Overview
Repetition shapes art works through procedures and processes of reproduction, copying, depiction, or reenactment. As representation of the world, mimetic art's relationship to the political and social world can be conceived as repetition. When can mimetic works of art nonetheless become a trigger, participant in, or vehicle for political and social transformation? By exploring works of art from a wide range of historical periods, places, media, and contexts – from the political thought hidden in Hegel's Aesthetics through Hélène Cixous's practice of writing difference(s), from contemporary applied theater through the Gezi Park Uprising in 2013, and from installations of fictional national museums through to the artistic commemoration of assassinated political activists in Iran – all contributions in this volume attempt to show how a concept of change through repetition can help redefine the relationship between art and politics and to enlighten us on the transformative potential of repetition in "political art."Author Biography
Babylonia Constantinides studied Fine Arts and Media Theory at the Academy of Fine Arts Munich and German Literature and Art History at Ludwig-Maximilians-Universität Munich. Within the framework of a cotutelle de these between the MIMESIS International Doctoral Program at LMU Munich and the Department of Film Studies at the University of Zurich she is currently working on her dissertation on biographical film. Elisa Leroy is a freelance dramaturg and scholar working in Munich, Berlin and Paris.

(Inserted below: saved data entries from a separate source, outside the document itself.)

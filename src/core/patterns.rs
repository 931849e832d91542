use globset::{GlobBuilder, GlobSet, GlobSetBuilder};
use log::debug;

/// An ordered list of `**`-aware globs matched against `/`-separated relative paths.
///
/// `*` and `?` never cross a `/`; `**` spans zero or more segments. Patterns that
/// fail to compile are skipped, so they simply never match.
#[derive(Debug, Clone)]
pub struct GlobList {
    patterns: Vec<String>,
    set: GlobSet,
}

impl GlobList {
    pub fn new<S: AsRef<str>>(patterns: &[S]) -> Self {
        let mut kept = Vec::new();
        let mut builder = GlobSetBuilder::new();

        for pattern in patterns.iter().map(AsRef::as_ref) {
            if pattern.is_empty() {
                continue;
            }
            match GlobBuilder::new(pattern).literal_separator(true).build() {
                Ok(glob) => {
                    builder.add(glob);
                    kept.push(pattern.to_string());
                }
                Err(e) => debug!("Skipping invalid glob {:?}: {}", pattern, e),
            }
        }

        let set = builder.build().unwrap_or_else(|e| {
            debug!("Glob set failed to build, matching nothing: {}", e);
            GlobSet::empty()
        });

        Self {
            patterns: kept,
            set,
        }
    }

    pub fn is_match(&self, rel_path: &str) -> bool {
        self.set.is_match(rel_path)
    }

    /// The first pattern, in declaration order, that matches.
    pub fn first_match(&self, rel_path: &str) -> Option<&str> {
        self.set
            .matches(rel_path)
            .into_iter()
            .min()
            .map(|idx| self.patterns[idx].as_str())
    }

    /// Whether any matching pattern names a hidden segment explicitly.
    pub fn matches_explicit_hidden(&self, rel_path: &str) -> bool {
        self.set
            .matches(rel_path)
            .into_iter()
            .any(|idx| names_hidden_segment(&self.patterns[idx]))
    }
}

/// True when some segment of the pattern starts with `.` (other than `.` and `..`),
/// e.g. `.github/**`, `**/.env*`.
pub fn names_hidden_segment(pattern: &str) -> bool {
    pattern
        .split(['/', '\\'])
        .filter(|seg| !seg.is_empty() && *seg != "." && *seg != "..")
        .any(|seg| seg.starts_with('.'))
}

/// True when any segment of a relative path starts with `.`.
pub fn is_hidden_rel(rel_path: &str) -> bool {
    rel_path
        .trim_start_matches("./")
        .split('/')
        .filter(|seg| !seg.is_empty() && *seg != "." && *seg != "..")
        .any(|seg| seg.starts_with('.'))
}
#[cfg(test)]
mod tests {
    use super::*;
    use crate::infra::output::FixedClock;
    use chrono::{FixedOffset, TimeZone};
    use std::fs;
    use tempfile::TempDir;

    const CONFIG: &str = r#"
slices:
  api:
    include: ["src/**"]
    priority: 100
  docs:
    include: ["docs/**", "*.md"]
    priority: 1
  ci:
    include: [".github/**"]
    priority: 5
profiles:
  api:
    enable: [api, docs]
output:
  pattern: "snip_{profile}_{counter}.md"
"#;

    struct StepCounter(u32);

    impl CounterProvider for StepCounter {
        fn next(&mut self) -> anyhow::Result<u32> {
            self.0 += 1;
            Ok(self.0)
        }
    }

    fn clock() -> FixedClock {
        FixedClock(
            FixedOffset::east_opt(0)
                .unwrap()
                .with_ymd_and_hms(2024, 1, 2, 3, 4, 5)
                .unwrap(),
        )
    }

    fn fixture() -> (TempDir, GlobalOptions) {
        let temp_dir = TempDir::new().unwrap();
        let root = temp_dir.path();
        fs::create_dir_all(root.join("src")).unwrap();
        fs::create_dir_all(root.join("docs")).unwrap();
        fs::create_dir_all(root.join(".github/workflows")).unwrap();
        fs::write(root.join(".snip.yaml"), CONFIG).unwrap();
        fs::write(root.join("src/main.rs"), "fn main() {}\n").unwrap();
        fs::write(root.join("docs/guide.md"), "# Guide\n").unwrap();
        fs::write(root.join("README.md"), "# Readme\n").unwrap();
        fs::write(root.join(".github/workflows/ci.yml"), "on: push\n").unwrap();

        let global = GlobalOptions {
            config: Some(root.join(".snip.yaml")),
            root: Some(root.to_path_buf()),
        };
        (temp_dir, global)
    }

    #[test]
    fn test_session_resolves_profile_and_modifiers() {
        let (_dir, global) = fixture();
        let session = Session::open(&global, None, &["+ci".to_string()]).unwrap();
        assert_eq!(session.profile, "api");
        assert_eq!(session.enabled_ordered, vec!["api", "ci", "docs"]);

        let err = Session::open(&global, None, &["+nope".to_string()]).err().unwrap();
        assert_eq!(err.exit_code(), EXIT_USAGE);
    }

    #[test]
    fn test_run_writes_default_output() {
        let (dir, global) = fixture();
        let session = Session::open(&global, None, &[]).unwrap();
        let mut counter = StepCounter(0);

        let result = run_bundle(
            &session,
            &BundleOptions::default(),
            &Destination::Default,
            &clock(),
            &mut counter,
            &CancelFlag::new(),
        )
        .unwrap();

        assert!(!result.partial);
        assert!(result.output.ends_with("snip_api_001.md"));
        let text = fs::read_to_string(dir.path().join(".snip").join("snip_api_001.md")).unwrap();
        assert!(text.contains("## 1) src/main.rs"));
        assert!(text.contains("README.md"));
        assert!(!text.contains("ci.yml"));
        assert!(text.contains("timestamp: 2024-01-02T03:04:05Z"));
    }

    #[test]
    fn test_run_is_deterministic() {
        let (_dir, global) = fixture();
        let session = Session::open(&global, None, &[]).unwrap();
        let out_dir = TempDir::new().unwrap();
        let out = out_dir.path().join("out.md");
        let run = || {
            run_bundle(
                &session,
                &BundleOptions::default(),
                &Destination::Explicit(OutputTarget::File(out.clone())),
                &clock(),
                &mut StepCounter(0),
                &CancelFlag::new(),
            )
            .unwrap();
            fs::read_to_string(&out).unwrap()
        };
        assert_eq!(run(), run());
    }

    #[test]
    fn test_list_reports_budget_drops() {
        let (_dir, global) = fixture();
        let session = Session::open(&global, None, &[]).unwrap();
        let opts = BundleOptions {
            max_chars: Some(330),
            no_tree: true,
            no_manifest: true,
            ..BundleOptions::default()
        };

        let (text, partial) = list(&session, &opts, false, &clock(), &CancelFlag::new()).unwrap();
        assert!(partial);
        assert!(text.contains("src/main.rs"));
        assert!(text.contains("Dropped slice due to budget: docs"));
        assert!(text.contains("Dropped files due to budget: 2"));
    }

    #[test]
    fn test_explain_hidden_policy() {
        let (_dir, global) = fixture();
        let session = Session::open(&global, None, &["+ci".to_string()]).unwrap();

        let text = explain(&session, ".github/workflows/ci.yml", false).unwrap();
        assert!(text.contains("[x] ci (priority=5)"));
        assert!(text.contains("matched_enabled_slices: [ci]"));
        assert!(text.contains("included: true"));

        let text = explain(&session, "missing.rs", false).unwrap();
        assert!(text.contains("not_found_under_root=true"));
    }

    #[test]
    fn test_doctor_counts_exclusions() {
        let (dir, global) = fixture();
        fs::write(dir.path().join("src/secret.txt"), "x\n").unwrap();
        let session = Session::open(&global, None, &[]).unwrap();

        let text = doctor(&session, false).unwrap();
        assert!(text.contains("profile: api"));
        assert!(text.contains("  - excluded_sensitive: 1"));
    }

    #[test]
    fn test_format_failure_maps_to_io_exit() {
        let err = AppError::from(std::fmt::Error);
        assert_eq!(err.exit_code(), EXIT_IO);
    }

    #[test]
    fn test_normalize_rel() {
        let root = Path::new("/repo");
        assert_eq!(normalize_rel(root, "./src/main.rs"), "src/main.rs");
        assert_eq!(normalize_rel(root, "/repo/src/lib.rs"), "src/lib.rs");
    }
}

She is currently completing her PhD on "Text and performance in Shakespeare's Hamlet" at the MIMESIS International Doctoral Program at Ludwig-Maximilians-Universität Munich. Doris Rebhan studied Arts of Africa, Philosophy and Religion & Culture at Freie Universität Berlin and Humboldt-Universität zu Berlin. As a PhD candidate at the MIMESIS International Doctoral Program at Ludwig-Maximilians-Universität Munich she is currently working on a dissertation. Simon Gröger studied Theater Studies and Philosophy at Ludwig-Maximilians-Universität Munich. He graduated in 2017 with a study about the theatrical aesthetics of Michel Foucault's conceptualization of parrhesia. Since 2017 he is a PhD candidate at the MIMESIS International Doctoral Program at LMU Munich.